With our wild Spring weather, and a sense that some of us may be counting the sleeps to the Term 3 Holidays, we were ready for a heart-warming community event. Thank you to our whole community for a wonderful celebration of our special Fathers and Carers at last Friday’s Assembly. Across all the Neighbourhood tributes of love, humour and sincere thanks there was the theme that without each other, we can’t grow to be the best we can be, no matter how old we are 🙂 It was a great joy to see so many family and friends attend, and just as our Yr 56s reflected about attending a live concert, ‘when you’re at the show, you really feel the vibe’. Please read on for more news about Music…
Our thanks to Niamh and Liana for setting the scene for our Assembly so beautifully with their performance of Londonderry Air. It’s a traditional tune, so perfectly crafted to reflect its original lyrics, that it invites reflective space in our busy minds. Beginning with a simple melodic line that ascends and descends through the low and warm tones of the violin, the verse progresses to chorus as the pitch of the melody rises. Taking our feelings with it, we anticipate the high point of the melody and have a sense of release when finally we hear it. In the midst of business, the timber of the harp (not an everyday treat), with violin, paired with a melody of resonance and the hushed, receptive focus of our community, we experienced one of the many gifts of music, made all the more poignant as the gift was expressed by one of our students. The ‘gifts’ in this Assembly were many.

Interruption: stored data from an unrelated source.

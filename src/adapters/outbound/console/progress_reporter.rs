use crate::ports::outbound::ProgressReporter;
use indicatif::{ProgressBar, ProgressStyle};
use owo_colors::OwoColorize;
use std::cell::RefCell;
use std::io::IsTerminal;

const PROGRESS_TEMPLATE: &str =
    "   {spinner:.green} [{bar:40.cyan/blue}] {pos}/{len} ({percent}%) - {msg}";

/// StderrProgressReporter adapter for reporting progress to stderr
///
/// This adapter implements the ProgressReporter port, writing progress
/// information to stderr so it doesn't interfere with stdout output.
/// Uses indicatif for the link verification progress bar; error lines are
/// highlighted when stderr is a terminal.
pub struct StderrProgressReporter {
    progress_bar: RefCell<Option<ProgressBar>>,
    colored: bool,
}

impl StderrProgressReporter {
    pub fn new() -> Self {
        Self {
            progress_bar: RefCell::new(None),
            colored: std::io::stderr().is_terminal(),
        }
    }

    fn get_or_create_progress_bar(&self, total: usize) -> ProgressBar {
        let mut pb_option = self.progress_bar.borrow_mut();
        if let Some(pb) = pb_option.as_ref() {
            return pb.clone();
        }

        let pb = ProgressBar::new(total as u64);
        // The template is a constant; fall back to the default bar if it ever fails to parse
        if let Ok(style) = ProgressStyle::default_bar().template(PROGRESS_TEMPLATE) {
            pb.set_style(style.progress_chars("=>-"));
        }
        *pb_option = Some(pb.clone());
        pb
    }

    /// Clears the bar so the next line is not drawn over it
    fn finish_progress_bar(&self) {
        if let Some(pb) = self.progress_bar.borrow_mut().take() {
            pb.finish_and_clear();
        }
    }
}

impl Default for StderrProgressReporter {
    fn default() -> Self {
        Self::new()
    }
}

impl ProgressReporter for StderrProgressReporter {
    fn report(&self, message: &str) {
        eprintln!("{}", message);
    }

    fn report_progress(&self, current: usize, total: usize, message: Option<&str>) {
        let pb = self.get_or_create_progress_bar(total);
        pb.set_length(total as u64);
        pb.set_position(current as u64);
        if let Some(msg) = message {
            pb.set_message(msg.to_string());
        }
    }

    fn report_error(&self, message: &str) {
        self.finish_progress_bar();
        if self.colored {
            eprintln!("{}", message.red());
        } else {
            eprintln!("{}", message);
        }
    }

    fn report_completion(&self, message: &str) {
        self.finish_progress_bar();
        if self.colored {
            eprintln!("{}", message.green());
        } else {
            eprintln!("{}", message);
        }
    }
}

#[cfg(test)]
mod tests {
    use super::*;

    #[test]
    fn test_progress_reporter_creation() {
        let reporter = StderrProgressReporter::new();
        // Can't easily test stderr output, but verify it doesn't panic
        reporter.report("Image: btcpayserver/tor:0.4.1.5");
        reporter.report_progress(5, 10, Some("Checking Dockerfile links"));
        reporter.report_error("\tBroken link detected for image x (y)");
        reporter.report_completion("All links reachable");
    }

    #[test]
    fn test_progress_bar_is_recreated_after_completion() {
        let reporter = StderrProgressReporter::default();
        reporter.report_progress(1, 2, None);
        reporter.report_completion("done");
        assert!(reporter.progress_bar.borrow().is_none());

        reporter.report_progress(1, 3, None);
        assert!(reporter.progress_bar.borrow().is_some());
    }
}
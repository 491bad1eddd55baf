mod fragment_scanner;
mod image_resolver;
mod recipe;
mod recipe_table;

pub use fragment_scanner::FragmentScanner;
pub use image_resolver::ImageResolver;
pub use recipe::{fixed, from_tag, Derivation, Recipe, RecipeTable, TagFn};
pub use recipe_table::default_recipes;
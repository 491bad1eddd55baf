use crate::build_planning::domain::{Architecture, BuildInfo};
use crate::ports::outbound::ScriptFormatter;
use crate::shared::Result;

/// Comment placed under the shebang of every generated script
const GENERATED_NOTICE: &str = "# This file is automatically generated by the DockerFileBuildHelper tool, run DockerFileBuildHelper/update-repo.sh to update it";

/// Four spaces per nesting level
const INDENT: &str = "    ";

/// Line-oriented writer with a nesting level, always emitting `\n`
#[derive(Default)]
struct ScriptWriter {
    output: String,
    level: usize,
}

impl ScriptWriter {
    fn line(&mut self, text: &str) {
        for _ in 0..self.level {
            self.output.push_str(INDENT);
        }
        self.output.push_str(text);
        self.output.push('\n');
    }

    fn blank(&mut self) {
        self.output.push('\n');
    }

    fn indent(&mut self) {
        self.level += 1;
    }

    fn dedent(&mut self) {
        self.level = self.level.saturating_sub(1);
    }
}

/// BuildScriptFormatter adapter rendering the bash build-all script
///
/// Every block picks the amd64 Dockerfile by default and switches to the ARM
/// variant when `uname -m` matches. Images without an amd64 Dockerfile are
/// wrapped in a guard so hosts without a matching variant skip them.
pub struct BuildScriptFormatter;

impl BuildScriptFormatter {
    pub fn new() -> Self {
        Self
    }

    fn render_header(writer: &mut ScriptWriter) {
        writer.line("#!/bin/bash");
        writer.blank();
        writer.line(GENERATED_NOTICE);
        writer.line("set -e");
        writer.line("DOCKERFILE=\"\"");
        writer.blank();
        writer.blank();
    }

    fn render_build(writer: &mut ScriptWriter, info: &BuildInfo) {
        let name = info.image().name();
        writer.line(&format!("# Build {}", name));

        let might_be_unavailable = match info.dockerfile(Architecture::Amd64) {
            Some(path) => {
                writer.line(&format!("# {}", info.github_link_of(path)));
                writer.line(&format!("DOCKERFILE=\"{}\"", path));
                false
            }
            None => {
                writer.line("DOCKERFILE=\"\"");
                true
            }
        };

        for arch in [Architecture::Arm32v7, Architecture::Arm64v8] {
            let (Some(path), Some(machine)) = (info.dockerfile(arch), arch.host_machine()) else {
                continue;
            };
            writer.line(&format!("# {}", info.github_link_of(path)));
            writer.line(&format!(
                "[[ \"$(uname -m)\" == \"{}\" ]] && DOCKERFILE=\"{}\"",
                machine, path
            ));
        }

        if might_be_unavailable {
            writer.line("if [[ \"$DOCKERFILE\" ]]; then");
            writer.indent();
        }

        writer.line(&format!("echo \"Building {}\"", info.image()));
        writer.line(&format!("git clone {} {}", info.git_repository(), name));
        writer.line(&format!("cd {}", name));
        writer.line(&format!("git checkout {}", info.git_ref()));
        writer.line("cd \"$(dirname $DOCKERFILE)\"");
        writer.line(&format!(
            "docker build -f \"$(basename $DOCKERFILE)\" -t \"{}\" .",
            info.image()
        ));
        writer.line("cd - && cd ..");

        if might_be_unavailable {
            writer.dedent();
            writer.line("fi");
        }

        writer.blank();
        writer.blank();
    }
}

impl Default for BuildScriptFormatter {
    fn default() -> Self {
        Self::new()
    }
}

impl ScriptFormatter for BuildScriptFormatter {
    fn format(&self, builds: &[BuildInfo]) -> Result<String> {
        let mut writer = ScriptWriter::default();
        Self::render_header(&mut writer);
        for info in builds {
            Self::render_build(&mut writer, info);
        }
        Ok(writer.output)
    }
}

It’s not usual that Afro American Soul/Rock is paired with harp, but in accompanying the student’s singing of ‘Lean On Me’, we had plenty of bass harp groove to fuel our energy, and our thanks are again expressed to Liana and extended to Emily and the Red-capped Robins for adding an elegant harmony to lift the verses higher. Our thanks and congratulations too, to the combined Yr 34 Neighbourhoods for their performance of their Puccini aria ‘O Mio Babbino Caro’. It has been inspiring to extend the students’ connections to Italian language learning through this aria, and to see the students engaged with a dramatic interpretation of an aria libretto; another example of brilliant music/text crafting to inspire dramatic expression. A mini side step into fashions of the 14th Century followed during their Performing Arts session as the costuming for opera’s setting reminded students of the clothes worn in the movie Shrek.
We were also delighted to join the Year 2s as they repeated their Father’s and Carer’s Day song’s anthem-like final chorus. The whole school sang along ‘Fathers, Special Carers, all our parents, we love you’ before the Yr2s concluded with a phrase which ended with a heart-melting note in two part harmony… sigh!
On a completely different planet for the relationships between text and music, some Year 56 students have expressed interest to write a rap and we have made a start at understanding the place of Rap and Hip Hop in the culture of Afro American music making, and how this art form has provided a platform for social and political commentary for cultures across the world. The power of music to bring awareness to injustices and truth telling invites an area of reflection for students that intersects with how we consume and understand music. Take, for example, our whole school’s participation in the song ‘From Little Things Big Things Grow’ which tells the story of the Wave Hill Walk Off of 1966 when the Gurindji went on strike for better working conditions and Land Rights, which was presented for Reconciliation Week last year. Through music, we can foster critical thinking around social issues that promote empathy and understanding. But as a community, we also need to support an awareness in our students that not all music, even if it achieves 100 million streams in just over a week and tops the American Billboards in record time, is appropriate for them.
To help the students gain an entry point into the crafting of a rap lyric, and what literary devices are required, the 56s had a go at rapping old time favourite rhyming picture story books by Dr Seuss, Linley Dodd, and Pamela Allen. Those who selected Banjo Patterson (1864 – 1941) found the poetic sentence structure of his era challenging even though the text’s rhythm and rhyme were strong, whilst other 56s lost their reference to where the first beat in the rap sound track was. Waltzing Matilda, surely, would be an easy rap; after all it’s already a song, but it ‘sounds soooo wronG’ to rap the lyrics without the melody! My cap was doffed to Isaiah who chose to rap all the publishing and copy write details of his his chosen book; text which was arhythmic and non rhyming. Isaiah’s timing and wit were brilliant, and the 56’s agree, that rapping simple text it’s not as easy as it sounds, especially when delight in illustrations throws your focus off the beat!
All the best to everyone as we wend towards the end of Term, and thank you for all your achievements in the past two weeks. Take care, Deb.